> [Task objective]: Using the string "ImageGenerator" as the key, pull each matching line out of the records below.

> [Dataset excerpts]:
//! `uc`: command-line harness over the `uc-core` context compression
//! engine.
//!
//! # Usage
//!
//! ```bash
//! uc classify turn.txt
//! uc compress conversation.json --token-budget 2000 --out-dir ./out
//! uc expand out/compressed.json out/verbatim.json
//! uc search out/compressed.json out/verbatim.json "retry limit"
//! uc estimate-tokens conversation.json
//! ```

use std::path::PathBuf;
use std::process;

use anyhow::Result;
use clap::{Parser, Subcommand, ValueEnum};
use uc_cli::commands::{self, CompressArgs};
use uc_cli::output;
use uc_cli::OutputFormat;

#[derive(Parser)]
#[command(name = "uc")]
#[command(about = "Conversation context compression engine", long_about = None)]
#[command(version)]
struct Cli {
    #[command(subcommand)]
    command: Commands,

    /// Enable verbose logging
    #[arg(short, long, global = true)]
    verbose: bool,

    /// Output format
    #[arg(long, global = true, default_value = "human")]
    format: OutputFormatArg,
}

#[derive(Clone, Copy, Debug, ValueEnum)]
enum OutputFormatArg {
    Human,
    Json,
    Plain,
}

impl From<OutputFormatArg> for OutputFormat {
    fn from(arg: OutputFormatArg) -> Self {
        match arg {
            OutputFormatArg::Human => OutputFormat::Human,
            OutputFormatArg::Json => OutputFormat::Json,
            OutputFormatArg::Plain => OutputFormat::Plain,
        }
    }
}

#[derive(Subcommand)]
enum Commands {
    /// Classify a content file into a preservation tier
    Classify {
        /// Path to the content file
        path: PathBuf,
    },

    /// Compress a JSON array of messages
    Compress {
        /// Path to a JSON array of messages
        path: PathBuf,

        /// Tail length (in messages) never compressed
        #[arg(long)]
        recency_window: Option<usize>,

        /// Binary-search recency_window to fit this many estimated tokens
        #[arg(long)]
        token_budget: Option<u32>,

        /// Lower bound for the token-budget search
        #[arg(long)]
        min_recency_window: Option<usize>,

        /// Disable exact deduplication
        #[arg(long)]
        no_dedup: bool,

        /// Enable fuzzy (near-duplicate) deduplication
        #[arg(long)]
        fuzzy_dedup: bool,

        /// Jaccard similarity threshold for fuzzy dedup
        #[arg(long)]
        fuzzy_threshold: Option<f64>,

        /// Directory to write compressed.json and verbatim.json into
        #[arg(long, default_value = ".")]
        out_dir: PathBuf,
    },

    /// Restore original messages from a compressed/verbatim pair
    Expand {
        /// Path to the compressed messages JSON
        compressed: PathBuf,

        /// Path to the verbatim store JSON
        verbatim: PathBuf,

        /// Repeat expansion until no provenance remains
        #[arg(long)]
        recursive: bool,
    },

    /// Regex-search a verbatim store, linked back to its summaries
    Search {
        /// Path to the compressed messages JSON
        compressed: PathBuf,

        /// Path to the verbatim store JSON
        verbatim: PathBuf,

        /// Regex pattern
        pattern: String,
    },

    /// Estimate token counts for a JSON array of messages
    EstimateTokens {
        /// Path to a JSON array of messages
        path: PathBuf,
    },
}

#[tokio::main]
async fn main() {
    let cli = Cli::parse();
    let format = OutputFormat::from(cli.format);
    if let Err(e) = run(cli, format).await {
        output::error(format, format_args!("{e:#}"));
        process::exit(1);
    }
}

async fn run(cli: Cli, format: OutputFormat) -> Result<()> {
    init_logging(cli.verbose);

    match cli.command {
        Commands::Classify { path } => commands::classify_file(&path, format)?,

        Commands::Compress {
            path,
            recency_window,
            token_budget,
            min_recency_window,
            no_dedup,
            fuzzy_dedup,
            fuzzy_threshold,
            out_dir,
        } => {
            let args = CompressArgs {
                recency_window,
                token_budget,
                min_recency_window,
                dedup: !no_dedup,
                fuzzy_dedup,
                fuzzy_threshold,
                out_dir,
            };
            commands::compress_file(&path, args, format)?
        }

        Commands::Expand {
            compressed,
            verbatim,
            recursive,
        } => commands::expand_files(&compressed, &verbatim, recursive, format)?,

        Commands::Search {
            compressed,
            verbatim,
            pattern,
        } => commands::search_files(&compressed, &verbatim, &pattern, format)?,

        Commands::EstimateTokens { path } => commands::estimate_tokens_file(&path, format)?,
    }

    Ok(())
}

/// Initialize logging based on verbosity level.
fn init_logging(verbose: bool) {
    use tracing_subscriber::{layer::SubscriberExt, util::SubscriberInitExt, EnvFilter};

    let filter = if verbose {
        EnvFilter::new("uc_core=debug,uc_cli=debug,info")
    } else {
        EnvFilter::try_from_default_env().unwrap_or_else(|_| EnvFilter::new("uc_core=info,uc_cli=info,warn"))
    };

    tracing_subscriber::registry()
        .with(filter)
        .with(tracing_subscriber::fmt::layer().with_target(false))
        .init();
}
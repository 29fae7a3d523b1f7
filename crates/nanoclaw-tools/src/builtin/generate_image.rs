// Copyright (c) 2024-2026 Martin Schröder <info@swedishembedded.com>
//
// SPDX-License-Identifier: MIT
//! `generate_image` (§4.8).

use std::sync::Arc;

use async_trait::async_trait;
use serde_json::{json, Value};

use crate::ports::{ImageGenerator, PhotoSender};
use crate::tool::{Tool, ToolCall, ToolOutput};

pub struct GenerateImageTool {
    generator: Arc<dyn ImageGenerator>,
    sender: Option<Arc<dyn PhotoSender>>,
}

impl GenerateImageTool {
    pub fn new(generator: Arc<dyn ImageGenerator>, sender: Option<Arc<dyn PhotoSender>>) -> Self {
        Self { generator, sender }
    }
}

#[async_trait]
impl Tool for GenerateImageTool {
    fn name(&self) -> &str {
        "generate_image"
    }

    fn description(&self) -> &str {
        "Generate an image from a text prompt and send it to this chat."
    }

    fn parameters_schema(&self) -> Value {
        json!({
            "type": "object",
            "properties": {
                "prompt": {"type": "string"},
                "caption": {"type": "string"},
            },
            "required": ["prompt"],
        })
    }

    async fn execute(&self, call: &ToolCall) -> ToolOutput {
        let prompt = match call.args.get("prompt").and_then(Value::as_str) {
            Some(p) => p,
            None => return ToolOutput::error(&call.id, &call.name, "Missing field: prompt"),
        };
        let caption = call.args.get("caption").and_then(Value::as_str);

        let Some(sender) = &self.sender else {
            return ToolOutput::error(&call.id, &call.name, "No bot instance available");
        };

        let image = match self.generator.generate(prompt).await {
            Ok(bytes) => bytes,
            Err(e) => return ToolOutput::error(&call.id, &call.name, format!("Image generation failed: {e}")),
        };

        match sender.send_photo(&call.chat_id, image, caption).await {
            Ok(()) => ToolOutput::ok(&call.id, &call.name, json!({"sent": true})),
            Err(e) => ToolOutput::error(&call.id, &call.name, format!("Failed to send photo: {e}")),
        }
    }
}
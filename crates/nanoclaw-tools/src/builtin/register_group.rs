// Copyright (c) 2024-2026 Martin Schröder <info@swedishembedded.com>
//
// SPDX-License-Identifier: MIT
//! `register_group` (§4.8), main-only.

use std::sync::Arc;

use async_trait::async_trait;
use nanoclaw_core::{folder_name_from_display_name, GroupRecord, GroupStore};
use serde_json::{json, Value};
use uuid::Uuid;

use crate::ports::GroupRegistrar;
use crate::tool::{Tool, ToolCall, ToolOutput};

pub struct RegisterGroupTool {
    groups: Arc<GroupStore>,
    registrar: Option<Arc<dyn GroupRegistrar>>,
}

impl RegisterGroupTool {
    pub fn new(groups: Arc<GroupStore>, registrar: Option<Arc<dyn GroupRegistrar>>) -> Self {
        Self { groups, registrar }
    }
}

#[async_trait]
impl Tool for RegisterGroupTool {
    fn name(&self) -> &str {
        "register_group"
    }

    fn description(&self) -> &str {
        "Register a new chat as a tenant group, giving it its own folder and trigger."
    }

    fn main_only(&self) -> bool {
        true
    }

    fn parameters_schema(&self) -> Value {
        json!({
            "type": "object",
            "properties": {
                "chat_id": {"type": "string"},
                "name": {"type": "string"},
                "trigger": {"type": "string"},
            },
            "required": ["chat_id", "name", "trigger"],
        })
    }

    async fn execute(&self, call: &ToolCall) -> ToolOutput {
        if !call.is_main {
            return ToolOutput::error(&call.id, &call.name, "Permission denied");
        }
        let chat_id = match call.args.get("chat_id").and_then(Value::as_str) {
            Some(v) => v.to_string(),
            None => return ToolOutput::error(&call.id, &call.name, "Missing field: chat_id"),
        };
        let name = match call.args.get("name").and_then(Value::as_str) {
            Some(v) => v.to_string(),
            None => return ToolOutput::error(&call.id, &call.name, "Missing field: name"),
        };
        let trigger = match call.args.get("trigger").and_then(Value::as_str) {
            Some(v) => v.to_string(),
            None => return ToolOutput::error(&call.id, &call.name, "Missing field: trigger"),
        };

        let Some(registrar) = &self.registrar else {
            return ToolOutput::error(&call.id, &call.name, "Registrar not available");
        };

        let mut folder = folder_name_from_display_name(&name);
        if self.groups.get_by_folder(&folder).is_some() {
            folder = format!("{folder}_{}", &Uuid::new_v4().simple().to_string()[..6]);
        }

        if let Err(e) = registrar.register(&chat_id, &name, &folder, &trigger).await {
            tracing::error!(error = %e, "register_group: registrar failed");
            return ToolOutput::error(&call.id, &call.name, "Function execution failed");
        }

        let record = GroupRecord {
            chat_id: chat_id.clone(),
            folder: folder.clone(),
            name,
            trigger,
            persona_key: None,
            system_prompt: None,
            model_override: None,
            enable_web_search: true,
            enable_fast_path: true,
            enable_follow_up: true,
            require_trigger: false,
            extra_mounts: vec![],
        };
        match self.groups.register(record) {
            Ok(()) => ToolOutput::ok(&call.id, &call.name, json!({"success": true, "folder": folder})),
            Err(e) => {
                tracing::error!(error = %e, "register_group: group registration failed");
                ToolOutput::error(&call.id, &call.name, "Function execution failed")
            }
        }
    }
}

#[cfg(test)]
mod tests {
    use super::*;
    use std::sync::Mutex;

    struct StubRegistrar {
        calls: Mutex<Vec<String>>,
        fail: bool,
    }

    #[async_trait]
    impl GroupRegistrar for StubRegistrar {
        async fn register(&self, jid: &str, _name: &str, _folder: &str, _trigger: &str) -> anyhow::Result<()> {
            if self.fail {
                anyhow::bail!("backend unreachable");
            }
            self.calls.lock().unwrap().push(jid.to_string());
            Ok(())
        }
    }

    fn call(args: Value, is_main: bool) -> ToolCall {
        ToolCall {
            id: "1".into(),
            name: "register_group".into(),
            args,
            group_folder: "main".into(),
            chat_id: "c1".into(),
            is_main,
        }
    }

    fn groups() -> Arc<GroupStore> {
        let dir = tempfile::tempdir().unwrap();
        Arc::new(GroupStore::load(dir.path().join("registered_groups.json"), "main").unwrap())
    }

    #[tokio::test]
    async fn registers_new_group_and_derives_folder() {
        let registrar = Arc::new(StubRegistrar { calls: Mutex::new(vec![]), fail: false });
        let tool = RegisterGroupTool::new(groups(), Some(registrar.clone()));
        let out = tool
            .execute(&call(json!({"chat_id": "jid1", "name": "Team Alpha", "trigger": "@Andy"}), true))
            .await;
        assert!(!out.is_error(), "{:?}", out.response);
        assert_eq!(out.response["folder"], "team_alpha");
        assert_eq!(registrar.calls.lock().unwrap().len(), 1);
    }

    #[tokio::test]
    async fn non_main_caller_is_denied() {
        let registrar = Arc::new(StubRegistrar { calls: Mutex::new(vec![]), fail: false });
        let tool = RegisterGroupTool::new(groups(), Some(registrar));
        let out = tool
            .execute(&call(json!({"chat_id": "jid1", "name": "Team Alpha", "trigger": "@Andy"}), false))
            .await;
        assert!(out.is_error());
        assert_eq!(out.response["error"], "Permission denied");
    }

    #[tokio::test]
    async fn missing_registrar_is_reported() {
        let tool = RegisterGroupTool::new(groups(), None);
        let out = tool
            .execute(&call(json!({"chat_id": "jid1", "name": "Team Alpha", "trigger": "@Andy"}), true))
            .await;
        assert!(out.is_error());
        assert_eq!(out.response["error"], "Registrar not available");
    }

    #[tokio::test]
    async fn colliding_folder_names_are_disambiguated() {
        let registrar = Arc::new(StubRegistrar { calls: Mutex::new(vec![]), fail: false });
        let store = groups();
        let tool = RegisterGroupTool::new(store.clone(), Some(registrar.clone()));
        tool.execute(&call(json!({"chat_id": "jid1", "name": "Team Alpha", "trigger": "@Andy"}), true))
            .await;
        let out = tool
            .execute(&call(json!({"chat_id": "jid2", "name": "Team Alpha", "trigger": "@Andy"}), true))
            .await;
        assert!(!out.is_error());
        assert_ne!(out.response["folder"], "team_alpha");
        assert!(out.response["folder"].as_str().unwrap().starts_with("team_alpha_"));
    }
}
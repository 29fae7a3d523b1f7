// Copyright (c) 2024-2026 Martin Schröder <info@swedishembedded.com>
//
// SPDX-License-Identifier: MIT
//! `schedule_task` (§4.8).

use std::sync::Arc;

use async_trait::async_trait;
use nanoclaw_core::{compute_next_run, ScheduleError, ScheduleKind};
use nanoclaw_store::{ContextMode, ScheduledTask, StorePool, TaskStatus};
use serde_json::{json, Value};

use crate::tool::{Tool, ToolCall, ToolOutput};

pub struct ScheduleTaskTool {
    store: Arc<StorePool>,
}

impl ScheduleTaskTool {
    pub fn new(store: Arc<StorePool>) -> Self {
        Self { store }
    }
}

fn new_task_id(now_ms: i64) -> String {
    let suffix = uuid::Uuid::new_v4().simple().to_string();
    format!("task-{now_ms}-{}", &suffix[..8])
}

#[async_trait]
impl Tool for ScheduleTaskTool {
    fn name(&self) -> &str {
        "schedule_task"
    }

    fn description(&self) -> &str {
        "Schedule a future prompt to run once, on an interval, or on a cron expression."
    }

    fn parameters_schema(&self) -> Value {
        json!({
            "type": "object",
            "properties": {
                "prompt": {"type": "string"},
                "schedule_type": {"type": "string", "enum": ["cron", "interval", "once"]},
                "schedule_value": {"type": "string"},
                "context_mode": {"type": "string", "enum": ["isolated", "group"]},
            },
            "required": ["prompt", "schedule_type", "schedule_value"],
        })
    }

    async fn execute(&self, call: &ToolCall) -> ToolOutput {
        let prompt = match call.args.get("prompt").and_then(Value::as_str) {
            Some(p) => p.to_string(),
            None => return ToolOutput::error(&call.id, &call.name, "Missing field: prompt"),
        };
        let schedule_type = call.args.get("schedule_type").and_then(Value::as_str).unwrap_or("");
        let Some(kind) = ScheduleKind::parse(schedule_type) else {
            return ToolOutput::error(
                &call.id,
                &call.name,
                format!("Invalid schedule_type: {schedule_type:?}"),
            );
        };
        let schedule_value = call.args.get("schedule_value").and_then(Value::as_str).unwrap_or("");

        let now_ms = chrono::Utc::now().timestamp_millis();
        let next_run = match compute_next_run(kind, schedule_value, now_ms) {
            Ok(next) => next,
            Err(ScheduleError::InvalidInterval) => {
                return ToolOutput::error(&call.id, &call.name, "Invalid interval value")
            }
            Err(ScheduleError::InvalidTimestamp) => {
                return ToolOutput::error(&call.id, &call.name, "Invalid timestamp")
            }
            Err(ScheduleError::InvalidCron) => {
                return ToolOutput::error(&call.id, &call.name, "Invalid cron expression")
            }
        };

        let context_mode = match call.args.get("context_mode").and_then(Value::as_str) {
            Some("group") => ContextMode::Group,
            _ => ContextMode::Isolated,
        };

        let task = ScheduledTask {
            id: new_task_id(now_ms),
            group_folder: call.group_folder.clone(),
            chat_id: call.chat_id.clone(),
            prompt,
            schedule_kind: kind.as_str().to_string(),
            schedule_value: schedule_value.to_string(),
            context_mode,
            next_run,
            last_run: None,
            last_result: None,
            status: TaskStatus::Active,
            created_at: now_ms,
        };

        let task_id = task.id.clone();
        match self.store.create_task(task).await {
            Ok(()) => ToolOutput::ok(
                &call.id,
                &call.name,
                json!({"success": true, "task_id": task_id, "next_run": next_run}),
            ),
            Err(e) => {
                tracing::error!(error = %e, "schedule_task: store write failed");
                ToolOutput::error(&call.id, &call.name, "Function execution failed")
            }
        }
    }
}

> [Response area]:
use crate::ports::{ImageGenerator, PhotoSender};
    generator: Arc<dyn ImageGenerator>,
    pub fn new(generator: Arc<dyn ImageGenerator>, sender: Option<Arc<dyn PhotoSender>>) -> Self {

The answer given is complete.